To start this deployment, click the Launch Stack button. On the first screen, the template link has already been specified, so just click next. On the second screen, provide a Stack name (letters and numbers) and click next, on the third screen, just click next. On the forth screen, at the bottom, there is a box that says I acknowledge that AWS CloudFormation might create IAM resources.. Check that box, and then click Create. Once the Stack has complete deploying, look at the Outputs tab of the AWS CloudFormation console for links to your Juypter Notebooks instance.
Other useful tools
- Bloatectomy (paper) - A python based package for removing duplicate text in clinical notes
- Medication categories - Python script for extracting medications from free-text notes
- MIMIC Extract (paper) - A python based package for transforming MIMIC-III data into a machine learning friendly format
- FIDDLE (paper) - A python based package for a FlexIble Data-Driven pipeLinE (FIDDLE), transforming structured EHR data into a machine learning friendly format
Acknowledgement
If you use code or concepts available in this repository, we would be grateful if you would:
- cite the dataset(s) you use as described in the PhysioNet project page: MIMIC-III, MIMIC-IV, MIMIC-IV-ED , and/or MIMIC-CXR
- include a DOI for the code rather than a direct link to the GitHub repo, i.e. https://doi.org/10.5281/zenodo.821872
- cite the MIMIC code repository paper: The MIMIC Code Repository: enabling reproducibility in critical care research
@article{johnson2018mimic,
title={The MIMIC Code Repository: enabling reproducibility in critical care research},
author={Johnson, Alistair E W and Stone, David J and Celi, Leo A and Pollard, Tom J},
journal={Journal of the American Medical Informatics Association},
volume={25},
number={1},
pages={32--39},
year={2018},
publisher={Oxford University Press}
}
Contributing
Our team has worked hard to create and share the MIMIC dataset. We encourage you to share the code that you use for data processing and analysis. Sharing code helps to make studies reproducible and promotes collaborative research. To contribute, please:
- Fork the repository using the following link: https://github.com/MIT-LCP/mimic-code/fork. For a background on GitHub forks, see: https://help.github.com/articles/fork-a-repo/
- Commit your changes to the forked repository.

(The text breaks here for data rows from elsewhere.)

//! Document-to-text conversion boundary.
//!
//! The extraction core consumes plain text only; this module is the
//! collaborator that turns uploaded bytes into UTF-8 text. The conversion
//! strategy is selected by file extension. Byte streams that are not a valid
//! instance of their declared format fail with a distinguishable
//! [`SimapError::Document`] so callers can report "document unreadable"
//! instead of analyzing garbage.
//!
//! PDF and DOCX payloads are validated against their magic numbers but full
//! text extraction for those formats is not wired in this build; both report
//! a conversion error rather than silently degrading.

use tracing::debug;

use crate::core::errors::{Result, SimapError};

const PDF_MAGIC: &[u8] = b"%PDF-";
const ZIP_MAGIC: &[u8] = b"PK\x03\x04";

/// Conversion strategy, derived from the file extension.
#[derive(Debug, Clone, Copy, PartialEq, Eq)]
pub enum DocumentKind {
    /// Portable Document Format
    Pdf,
    /// Office Open XML word-processing document
    Docx,
    /// Anything else: bytes decoded as UTF-8 text
    PlainText,
}

impl DocumentKind {
    /// Select the conversion strategy for a file name.
    pub fn from_filename(file_name: &str) -> Self {
        let lowered = file_name.to_lowercase();
        if lowered.ends_with(".pdf") {
            Self::Pdf
        } else if lowered.ends_with(".docx") {
            Self::Docx
        } else {
            Self::PlainText
        }
    }
}

/// Convert document bytes into UTF-8 text.
pub fn extract_text(bytes: &[u8], file_name: &str) -> Result<String> {
    let kind = DocumentKind::from_filename(file_name);
    debug!("Converting '{file_name}' as {kind:?} ({} bytes)", bytes.len());

    match kind {
        DocumentKind::Pdf => {
            if !bytes.starts_with(PDF_MAGIC) {
                return Err(SimapError::document_in_file(
                    "not a valid PDF document (missing %PDF header)",
                    file_name,
                ));
            }
            Err(SimapError::document_in_file(
                "PDF text conversion is not available in this build",
                file_name,
            ))
        }
        DocumentKind::Docx => {
            if !bytes.starts_with(ZIP_MAGIC) {
                return Err(SimapError::document_in_file(
                    "not a valid DOCX document (missing ZIP header)",
                    file_name,
                ));
            }
            Err(SimapError::document_in_file(
                "DOCX text conversion is not available in this build",
                file_name,
            ))
        }
        DocumentKind::PlainText => String::from_utf8(bytes.to_vec()).map_err(|_| {
            SimapError::document_in_file("document is not valid UTF-8 text", file_name)
        }),
    }
}

#[cfg(test)]
mod tests {
    use super::*;

    #[test]
    fn strategy_follows_extension() {
        assert_eq!(DocumentKind::from_filename("plan.PDF"), DocumentKind::Pdf);
        assert_eq!(DocumentKind::from_filename("audit.docx"), DocumentKind::Docx);
        assert_eq!(DocumentKind::from_filename("notes.txt"), DocumentKind::PlainText);
        assert_eq!(DocumentKind::from_filename("sans_extension"), DocumentKind::PlainText);
    }

    #[test]
    fn plain_text_round_trips() {
        let text = extract_text("serveur WEB01 en production".as_bytes(), "notes.txt").unwrap();
        assert_eq!(text, "serveur WEB01 en production");
    }

    #[test]
    fn invalid_utf8_is_a_document_error() {
        let err = extract_text(&[0xff, 0xfe, 0x00], "notes.txt").unwrap_err();
        assert!(err.is_document_error());
    }

    #[test]
    fn corrupt_pdf_is_rejected_on_magic() {
        let err = extract_text(b"pas un pdf", "plan.pdf").unwrap_err();
        assert!(err.is_document_error());
        assert!(err.to_string().contains("%PDF"));
    }

    #[test]
    fn valid_magic_without_converter_still_fails_distinguishably() {
        let err = extract_text(b"PK\x03\x04reste", "audit.docx").unwrap_err();
        assert!(err.is_document_error());
        assert!(err.to_string().contains("not available"));
    }
}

- Submit a pull request to the MIMIC code repository, using the method described at: https://help.github.com/articles/using-pull-requests/
We encourage users to share concepts they have extracted by writing code which generates a materialized view. These materialized views can then be used by researchers around the world to speed up data extraction. For example, ventilation durations can be acquired by creating the ventdurations view in concepts/durations/ventilation_durations.sql.
License
By committing your code to the MIMIC Code Repository you agree to release the code under the MIT License attached to the repository.
Coding style
Please refer to the style guide for guidelines on formatting your code for the repository.